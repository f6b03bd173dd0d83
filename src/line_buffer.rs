use unicode_segmentation::UnicodeSegmentation;
use unicode_width::UnicodeWidthStr;

/// Editable input line with a cursor counted in grapheme clusters, shared by
/// the line editor and the TUI.
#[derive(Debug, Default, Clone)]
pub struct LineBuffer {
    text: String,
    cursor: usize,
}

impl LineBuffer {
    pub fn new() -> Self {
        Self::default()
    }

    pub fn text(&self) -> &str {
        &self.text
    }

    pub fn cursor(&self) -> usize {
        self.cursor
    }

    pub fn is_empty(&self) -> bool {
        self.text.is_empty()
    }

    pub fn len(&self) -> usize {
        self.text.graphemes(true).count()
    }

    fn byte_index(&self, grapheme: usize) -> usize {
        self.text
            .grapheme_indices(true)
            .nth(grapheme)
            .map(|(i, _)| i)
            .unwrap_or(self.text.len())
    }

    pub fn insert(&mut self, c: char) {
        let at = self.byte_index(self.cursor);
        self.text.insert(at, c);
        // A combining mark joins the previous cluster instead of adding one.
        self.cursor = self.text[..at + c.len_utf8()].graphemes(true).count();
    }

    pub fn backspace(&mut self) {
        if self.cursor > 0 {
            self.cursor -= 1;
            self.remove_at_cursor();
        }
    }

    pub fn delete(&mut self) {
        self.remove_at_cursor();
    }

    fn remove_at_cursor(&mut self) {
        let start = self.byte_index(self.cursor);
        let end = self.byte_index(self.cursor + 1);
        self.text.drain(start..end);
    }

    pub fn move_left(&mut self) {
        self.cursor = self.cursor.saturating_sub(1);
    }

    pub fn move_right(&mut self) {
        self.cursor = (self.cursor + 1).min(self.len());
    }

    pub fn move_home(&mut self) {
        self.cursor = 0;
    }

    pub fn move_end(&mut self) {
        self.cursor = self.len();
    }

    /// Jumps to the previous word start, or past the next word.
    pub fn move_word(&mut self, forward: bool) {
        let graphemes: Vec<&str> = self.text.graphemes(true).collect();
        let is_space = |g: &str| g.chars().all(char::is_whitespace);
        let mut pos = self.cursor;

        if forward {
            while pos < graphemes.len() && !is_space(graphemes[pos]) {
                pos += 1;
            }
            while pos < graphemes.len() && is_space(graphemes[pos]) {
                pos += 1;
            }
        } else {
            while pos > 0 && is_space(graphemes[pos - 1]) {
                pos -= 1;
            }
            while pos > 0 && !is_space(graphemes[pos - 1]) {
                pos -= 1;
            }
        }
        self.cursor = pos;
    }

    /// Replaces the text and puts the cursor at the end.
    pub fn set(&mut self, text: &str) {
        self.text = text.to_string();
        self.cursor = self.len();
    }

    pub fn clear(&mut self) {
        self.text.clear();
        self.cursor = 0;
    }

    /// Empties the buffer and returns what it held.
    pub fn take(&mut self) -> String {
        self.cursor = 0;
        std::mem::take(&mut self.text)
    }

    /// Terminal columns occupied by the text left of the cursor.
    pub fn width_before_cursor(&self) -> usize {
        self.text[..self.byte_index(self.cursor)].width()
    }

    /// `count` graphemes starting at grapheme `skip`.
    pub fn window(&self, skip: usize, count: usize) -> String {
        self.text.graphemes(true).skip(skip).take(count).collect()
    }
}

#[cfg(test)]
mod tests {
    use super::*;

    fn typed(text: &str) -> LineBuffer {
        let mut buf = LineBuffer::new();
        text.chars().for_each(|c| buf.insert(c));
        buf
    }

    #[test]
    fn edits_at_cursor() {
        let mut buf = typed("2+3");
        buf.move_left();
        buf.insert('0');
        assert_eq!(buf.text(), "2+03");
        buf.backspace();
        buf.backspace();
        assert_eq!(buf.text(), "23");
        buf.move_home();
        buf.delete();
        assert_eq!(buf.text(), "3");
        assert_eq!(buf.cursor(), 0);
    }

    #[test]
    fn cursor_counts_graphemes() {
        let mut buf = typed("πe\u{301}");
        assert_eq!(buf.len(), 2);
        assert_eq!(buf.cursor(), 2);
        buf.backspace();
        assert_eq!(buf.text(), "π");
        assert_eq!(buf.width_before_cursor(), 1);
    }

    #[test]
    fn word_jumps() {
        let mut buf = typed("x = 12 + y");
        buf.move_word(false);
        assert_eq!(buf.cursor(), 9);
        buf.move_word(false);
        assert_eq!(buf.cursor(), 7);
        buf.move_home();
        buf.move_word(true);
        assert_eq!(buf.cursor(), 2);
    }

    #[test]
    fn take_resets() {
        let mut buf = typed("1 + 1");
        assert_eq!(buf.take(), "1 + 1");
        assert!(buf.is_empty());
        assert_eq!(buf.cursor(), 0);
        assert_eq!(typed("abcdef").window(2, 3), "cde");
    }
}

----

TASK TO CARRY OUT:
Go through the material above and count the lines that include "clear". Give the number alone.

RESULT:
2